- [Instructions for the task]
Isolate every line in the records below with "ExpectationContext" in it.

- [Data for processing]
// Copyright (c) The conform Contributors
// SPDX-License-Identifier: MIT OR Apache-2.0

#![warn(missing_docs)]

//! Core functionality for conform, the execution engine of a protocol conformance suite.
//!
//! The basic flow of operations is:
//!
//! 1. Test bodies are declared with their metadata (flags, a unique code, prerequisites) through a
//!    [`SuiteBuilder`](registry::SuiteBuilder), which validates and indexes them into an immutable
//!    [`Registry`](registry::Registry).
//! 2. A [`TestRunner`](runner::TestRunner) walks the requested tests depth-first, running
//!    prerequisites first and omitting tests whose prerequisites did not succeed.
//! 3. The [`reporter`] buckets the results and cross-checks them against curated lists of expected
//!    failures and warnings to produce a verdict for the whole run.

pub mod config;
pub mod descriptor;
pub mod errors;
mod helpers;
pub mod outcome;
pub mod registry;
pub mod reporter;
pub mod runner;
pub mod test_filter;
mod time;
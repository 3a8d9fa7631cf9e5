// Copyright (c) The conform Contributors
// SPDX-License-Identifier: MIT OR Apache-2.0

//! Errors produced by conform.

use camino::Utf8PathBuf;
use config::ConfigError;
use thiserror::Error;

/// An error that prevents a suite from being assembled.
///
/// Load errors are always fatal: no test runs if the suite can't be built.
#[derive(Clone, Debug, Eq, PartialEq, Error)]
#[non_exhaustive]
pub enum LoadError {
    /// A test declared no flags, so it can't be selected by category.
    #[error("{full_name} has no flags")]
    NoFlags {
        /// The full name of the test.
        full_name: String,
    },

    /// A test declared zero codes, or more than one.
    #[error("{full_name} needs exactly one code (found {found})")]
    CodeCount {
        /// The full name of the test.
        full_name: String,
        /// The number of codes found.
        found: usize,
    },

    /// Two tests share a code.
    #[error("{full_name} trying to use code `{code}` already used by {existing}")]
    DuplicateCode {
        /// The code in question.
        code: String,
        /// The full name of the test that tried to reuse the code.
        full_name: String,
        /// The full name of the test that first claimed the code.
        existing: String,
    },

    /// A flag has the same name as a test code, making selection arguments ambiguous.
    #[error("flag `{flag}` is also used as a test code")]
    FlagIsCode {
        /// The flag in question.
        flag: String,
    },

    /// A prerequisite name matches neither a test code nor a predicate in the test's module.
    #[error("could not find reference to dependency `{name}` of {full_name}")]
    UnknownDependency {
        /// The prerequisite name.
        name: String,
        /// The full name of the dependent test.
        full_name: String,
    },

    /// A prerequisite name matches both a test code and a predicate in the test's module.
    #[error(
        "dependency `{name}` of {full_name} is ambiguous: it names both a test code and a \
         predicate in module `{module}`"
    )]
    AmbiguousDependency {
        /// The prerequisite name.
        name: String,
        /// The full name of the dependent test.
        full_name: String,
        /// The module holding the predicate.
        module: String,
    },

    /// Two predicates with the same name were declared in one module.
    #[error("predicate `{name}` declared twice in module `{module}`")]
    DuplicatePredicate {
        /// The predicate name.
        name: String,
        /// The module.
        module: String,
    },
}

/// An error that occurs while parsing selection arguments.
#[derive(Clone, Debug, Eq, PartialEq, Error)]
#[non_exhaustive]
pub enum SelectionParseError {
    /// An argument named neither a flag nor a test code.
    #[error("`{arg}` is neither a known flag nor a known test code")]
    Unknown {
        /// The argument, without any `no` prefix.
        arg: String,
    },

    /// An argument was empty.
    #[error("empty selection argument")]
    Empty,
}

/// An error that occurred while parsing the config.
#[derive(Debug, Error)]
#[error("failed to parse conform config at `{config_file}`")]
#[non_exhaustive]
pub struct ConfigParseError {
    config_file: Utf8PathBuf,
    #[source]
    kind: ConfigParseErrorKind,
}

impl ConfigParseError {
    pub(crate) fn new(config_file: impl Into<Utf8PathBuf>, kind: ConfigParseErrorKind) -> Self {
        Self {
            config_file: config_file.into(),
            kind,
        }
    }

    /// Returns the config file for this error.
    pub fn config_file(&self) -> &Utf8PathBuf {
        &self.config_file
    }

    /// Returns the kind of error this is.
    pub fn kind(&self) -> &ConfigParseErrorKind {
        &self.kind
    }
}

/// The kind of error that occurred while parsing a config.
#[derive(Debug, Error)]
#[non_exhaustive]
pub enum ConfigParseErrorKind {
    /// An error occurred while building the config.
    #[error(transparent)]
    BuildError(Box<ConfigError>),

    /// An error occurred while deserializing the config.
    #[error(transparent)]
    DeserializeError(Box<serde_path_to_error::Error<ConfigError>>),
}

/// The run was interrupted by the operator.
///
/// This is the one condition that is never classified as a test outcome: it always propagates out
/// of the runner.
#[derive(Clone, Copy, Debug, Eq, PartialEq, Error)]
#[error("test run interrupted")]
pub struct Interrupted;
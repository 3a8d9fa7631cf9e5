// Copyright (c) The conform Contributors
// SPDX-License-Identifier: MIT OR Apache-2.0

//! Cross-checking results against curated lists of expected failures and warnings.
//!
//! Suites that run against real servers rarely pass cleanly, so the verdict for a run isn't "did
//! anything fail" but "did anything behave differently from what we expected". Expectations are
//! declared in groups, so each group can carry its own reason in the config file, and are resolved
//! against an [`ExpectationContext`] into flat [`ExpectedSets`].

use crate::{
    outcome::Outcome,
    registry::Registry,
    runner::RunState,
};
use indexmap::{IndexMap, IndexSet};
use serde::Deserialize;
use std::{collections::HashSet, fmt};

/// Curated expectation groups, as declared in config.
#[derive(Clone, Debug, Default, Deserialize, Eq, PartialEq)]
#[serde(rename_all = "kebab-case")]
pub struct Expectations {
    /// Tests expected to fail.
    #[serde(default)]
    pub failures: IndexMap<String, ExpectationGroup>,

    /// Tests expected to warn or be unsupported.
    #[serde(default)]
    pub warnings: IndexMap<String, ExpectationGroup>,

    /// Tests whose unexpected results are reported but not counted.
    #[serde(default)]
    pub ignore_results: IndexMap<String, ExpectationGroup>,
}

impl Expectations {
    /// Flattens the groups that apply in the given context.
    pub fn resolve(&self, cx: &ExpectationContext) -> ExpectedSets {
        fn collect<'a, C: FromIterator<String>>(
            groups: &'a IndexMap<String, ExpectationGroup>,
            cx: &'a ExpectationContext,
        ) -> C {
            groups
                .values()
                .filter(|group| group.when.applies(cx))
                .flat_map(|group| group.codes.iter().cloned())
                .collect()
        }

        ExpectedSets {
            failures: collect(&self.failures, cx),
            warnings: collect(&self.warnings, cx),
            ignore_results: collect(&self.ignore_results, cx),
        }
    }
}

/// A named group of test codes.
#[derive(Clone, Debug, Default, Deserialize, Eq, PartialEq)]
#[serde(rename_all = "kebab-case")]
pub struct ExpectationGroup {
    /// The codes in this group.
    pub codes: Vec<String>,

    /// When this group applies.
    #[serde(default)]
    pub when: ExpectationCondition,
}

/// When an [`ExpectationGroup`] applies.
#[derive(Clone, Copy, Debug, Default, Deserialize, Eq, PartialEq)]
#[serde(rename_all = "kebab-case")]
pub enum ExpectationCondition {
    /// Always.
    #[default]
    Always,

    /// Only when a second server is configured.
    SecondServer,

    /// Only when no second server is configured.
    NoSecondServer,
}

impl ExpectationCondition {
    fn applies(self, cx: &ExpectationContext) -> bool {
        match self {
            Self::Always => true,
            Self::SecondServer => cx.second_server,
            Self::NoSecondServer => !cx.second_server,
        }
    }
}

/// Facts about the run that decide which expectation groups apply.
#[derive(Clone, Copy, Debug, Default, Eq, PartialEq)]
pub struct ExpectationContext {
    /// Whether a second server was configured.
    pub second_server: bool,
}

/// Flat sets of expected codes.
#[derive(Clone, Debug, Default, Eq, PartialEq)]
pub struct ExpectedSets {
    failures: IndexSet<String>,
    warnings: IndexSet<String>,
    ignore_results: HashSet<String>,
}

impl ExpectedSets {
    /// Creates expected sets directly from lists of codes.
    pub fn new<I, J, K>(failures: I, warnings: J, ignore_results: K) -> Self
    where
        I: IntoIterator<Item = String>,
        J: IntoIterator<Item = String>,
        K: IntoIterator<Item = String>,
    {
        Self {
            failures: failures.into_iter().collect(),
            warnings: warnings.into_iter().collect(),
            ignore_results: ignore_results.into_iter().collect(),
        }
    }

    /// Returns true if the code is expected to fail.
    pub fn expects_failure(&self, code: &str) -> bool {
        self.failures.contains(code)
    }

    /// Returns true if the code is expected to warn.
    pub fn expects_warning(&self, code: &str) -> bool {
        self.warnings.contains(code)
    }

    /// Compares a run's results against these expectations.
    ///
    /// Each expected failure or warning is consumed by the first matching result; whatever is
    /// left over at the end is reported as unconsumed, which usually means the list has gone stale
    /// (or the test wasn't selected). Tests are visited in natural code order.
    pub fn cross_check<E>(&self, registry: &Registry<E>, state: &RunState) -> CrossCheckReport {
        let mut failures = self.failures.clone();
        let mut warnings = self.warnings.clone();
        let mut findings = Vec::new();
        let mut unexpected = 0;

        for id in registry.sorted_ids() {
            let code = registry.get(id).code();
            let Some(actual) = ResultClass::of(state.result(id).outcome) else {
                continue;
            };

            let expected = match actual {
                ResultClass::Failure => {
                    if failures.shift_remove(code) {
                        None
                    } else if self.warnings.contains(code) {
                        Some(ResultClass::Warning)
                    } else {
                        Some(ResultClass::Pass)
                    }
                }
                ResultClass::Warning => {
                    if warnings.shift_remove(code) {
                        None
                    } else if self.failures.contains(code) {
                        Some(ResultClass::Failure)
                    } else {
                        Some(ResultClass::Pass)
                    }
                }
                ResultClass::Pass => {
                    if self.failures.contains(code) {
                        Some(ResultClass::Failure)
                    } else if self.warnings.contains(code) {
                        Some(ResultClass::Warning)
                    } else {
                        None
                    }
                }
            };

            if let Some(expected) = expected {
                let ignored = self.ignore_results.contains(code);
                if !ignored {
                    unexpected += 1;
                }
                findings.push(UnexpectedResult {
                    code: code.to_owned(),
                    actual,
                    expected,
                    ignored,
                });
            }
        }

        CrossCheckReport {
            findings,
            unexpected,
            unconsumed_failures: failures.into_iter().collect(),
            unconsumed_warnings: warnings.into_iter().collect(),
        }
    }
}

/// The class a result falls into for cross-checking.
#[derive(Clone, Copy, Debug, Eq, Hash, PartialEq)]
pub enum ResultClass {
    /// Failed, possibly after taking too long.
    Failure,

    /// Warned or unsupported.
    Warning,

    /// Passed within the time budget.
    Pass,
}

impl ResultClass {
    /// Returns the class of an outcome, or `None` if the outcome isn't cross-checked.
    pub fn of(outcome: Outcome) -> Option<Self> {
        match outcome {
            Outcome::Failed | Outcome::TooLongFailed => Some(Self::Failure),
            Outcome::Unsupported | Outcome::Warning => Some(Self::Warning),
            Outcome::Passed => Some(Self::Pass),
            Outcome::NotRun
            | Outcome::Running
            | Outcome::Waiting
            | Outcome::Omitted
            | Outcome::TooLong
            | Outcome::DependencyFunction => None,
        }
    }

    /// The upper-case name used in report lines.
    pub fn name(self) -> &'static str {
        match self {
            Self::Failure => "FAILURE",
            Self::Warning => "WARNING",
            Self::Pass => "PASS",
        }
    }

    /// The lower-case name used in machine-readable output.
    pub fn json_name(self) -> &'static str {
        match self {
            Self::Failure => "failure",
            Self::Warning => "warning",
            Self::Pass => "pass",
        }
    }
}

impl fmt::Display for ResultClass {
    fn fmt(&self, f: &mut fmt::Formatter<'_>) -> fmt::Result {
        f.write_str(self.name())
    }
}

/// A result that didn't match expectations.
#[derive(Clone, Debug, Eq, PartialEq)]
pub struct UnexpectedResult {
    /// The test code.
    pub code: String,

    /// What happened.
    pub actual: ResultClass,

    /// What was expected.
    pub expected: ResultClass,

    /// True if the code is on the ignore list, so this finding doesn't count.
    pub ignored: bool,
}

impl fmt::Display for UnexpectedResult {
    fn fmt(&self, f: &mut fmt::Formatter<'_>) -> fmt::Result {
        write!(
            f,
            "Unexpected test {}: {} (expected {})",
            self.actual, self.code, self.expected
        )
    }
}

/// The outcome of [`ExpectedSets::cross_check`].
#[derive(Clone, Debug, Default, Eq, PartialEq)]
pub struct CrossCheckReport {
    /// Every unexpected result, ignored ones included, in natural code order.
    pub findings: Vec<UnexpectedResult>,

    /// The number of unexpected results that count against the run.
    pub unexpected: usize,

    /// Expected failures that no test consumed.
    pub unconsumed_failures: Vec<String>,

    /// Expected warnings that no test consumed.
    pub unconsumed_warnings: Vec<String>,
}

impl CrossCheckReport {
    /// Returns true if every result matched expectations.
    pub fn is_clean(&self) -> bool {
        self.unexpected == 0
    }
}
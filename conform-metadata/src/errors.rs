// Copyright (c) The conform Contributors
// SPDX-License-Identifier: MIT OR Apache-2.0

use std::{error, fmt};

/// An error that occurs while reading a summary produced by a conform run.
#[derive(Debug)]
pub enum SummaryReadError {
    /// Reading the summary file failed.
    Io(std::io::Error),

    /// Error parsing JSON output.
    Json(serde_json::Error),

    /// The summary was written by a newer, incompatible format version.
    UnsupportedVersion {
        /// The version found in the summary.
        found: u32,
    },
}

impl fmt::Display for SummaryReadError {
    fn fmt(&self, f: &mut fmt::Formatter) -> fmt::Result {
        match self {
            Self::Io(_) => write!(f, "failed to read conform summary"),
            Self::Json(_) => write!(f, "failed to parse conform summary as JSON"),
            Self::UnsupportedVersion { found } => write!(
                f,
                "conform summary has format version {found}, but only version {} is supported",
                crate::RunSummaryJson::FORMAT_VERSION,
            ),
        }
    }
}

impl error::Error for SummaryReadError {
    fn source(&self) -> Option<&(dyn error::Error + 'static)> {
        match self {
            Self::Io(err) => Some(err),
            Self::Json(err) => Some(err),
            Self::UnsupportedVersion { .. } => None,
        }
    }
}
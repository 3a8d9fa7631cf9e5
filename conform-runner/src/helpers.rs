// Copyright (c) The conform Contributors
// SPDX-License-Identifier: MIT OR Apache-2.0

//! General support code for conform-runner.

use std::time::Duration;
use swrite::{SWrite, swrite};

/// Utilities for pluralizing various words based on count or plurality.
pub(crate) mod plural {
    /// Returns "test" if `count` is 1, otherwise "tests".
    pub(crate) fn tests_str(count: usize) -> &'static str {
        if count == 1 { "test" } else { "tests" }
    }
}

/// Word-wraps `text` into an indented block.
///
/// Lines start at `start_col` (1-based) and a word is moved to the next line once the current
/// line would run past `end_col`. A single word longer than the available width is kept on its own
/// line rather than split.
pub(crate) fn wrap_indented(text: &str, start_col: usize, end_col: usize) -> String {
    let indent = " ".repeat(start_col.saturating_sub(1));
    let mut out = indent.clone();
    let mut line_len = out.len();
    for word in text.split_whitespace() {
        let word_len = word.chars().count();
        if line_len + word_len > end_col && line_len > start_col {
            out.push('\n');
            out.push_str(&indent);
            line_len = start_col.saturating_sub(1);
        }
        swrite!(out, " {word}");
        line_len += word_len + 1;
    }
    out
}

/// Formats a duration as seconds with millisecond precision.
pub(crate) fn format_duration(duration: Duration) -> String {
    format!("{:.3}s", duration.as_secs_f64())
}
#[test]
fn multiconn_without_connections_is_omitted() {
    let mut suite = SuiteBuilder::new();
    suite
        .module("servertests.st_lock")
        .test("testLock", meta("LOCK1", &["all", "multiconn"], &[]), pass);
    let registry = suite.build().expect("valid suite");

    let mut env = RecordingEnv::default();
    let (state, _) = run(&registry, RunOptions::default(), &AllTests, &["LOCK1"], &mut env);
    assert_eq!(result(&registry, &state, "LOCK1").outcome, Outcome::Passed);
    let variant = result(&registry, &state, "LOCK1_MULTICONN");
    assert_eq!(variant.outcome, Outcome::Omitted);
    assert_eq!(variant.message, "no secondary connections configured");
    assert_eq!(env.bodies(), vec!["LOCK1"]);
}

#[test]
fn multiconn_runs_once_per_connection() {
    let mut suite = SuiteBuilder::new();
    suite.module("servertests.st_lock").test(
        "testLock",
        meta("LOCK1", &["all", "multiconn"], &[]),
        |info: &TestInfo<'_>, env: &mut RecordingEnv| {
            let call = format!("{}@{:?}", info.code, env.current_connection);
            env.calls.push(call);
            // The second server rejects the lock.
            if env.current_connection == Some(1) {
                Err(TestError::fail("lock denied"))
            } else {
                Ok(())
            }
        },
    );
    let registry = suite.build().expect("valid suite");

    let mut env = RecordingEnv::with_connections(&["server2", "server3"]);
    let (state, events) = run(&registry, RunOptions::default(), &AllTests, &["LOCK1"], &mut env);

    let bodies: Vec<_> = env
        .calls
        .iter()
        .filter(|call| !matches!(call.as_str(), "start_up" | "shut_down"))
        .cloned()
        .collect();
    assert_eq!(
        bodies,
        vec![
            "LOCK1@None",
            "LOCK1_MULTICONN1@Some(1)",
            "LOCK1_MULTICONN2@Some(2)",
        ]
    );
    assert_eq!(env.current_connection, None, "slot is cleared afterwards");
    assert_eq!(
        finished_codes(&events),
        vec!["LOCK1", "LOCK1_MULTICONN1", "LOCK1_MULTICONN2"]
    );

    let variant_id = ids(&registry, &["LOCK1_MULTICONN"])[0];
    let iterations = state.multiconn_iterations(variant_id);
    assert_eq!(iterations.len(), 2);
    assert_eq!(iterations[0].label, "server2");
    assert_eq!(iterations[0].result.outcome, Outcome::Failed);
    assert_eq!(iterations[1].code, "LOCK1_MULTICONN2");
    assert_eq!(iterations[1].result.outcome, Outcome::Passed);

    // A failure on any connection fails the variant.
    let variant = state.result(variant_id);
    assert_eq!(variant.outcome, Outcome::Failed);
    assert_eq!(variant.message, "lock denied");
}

- [Solution to this exercise]
//! against an [`ExpectationContext`] into flat [`ExpectedSets`].
    pub fn resolve(&self, cx: &ExpectationContext) -> ExpectedSets {
            cx: &'a ExpectationContext,
    fn applies(self, cx: &ExpectationContext) -> bool {
pub struct ExpectationContext {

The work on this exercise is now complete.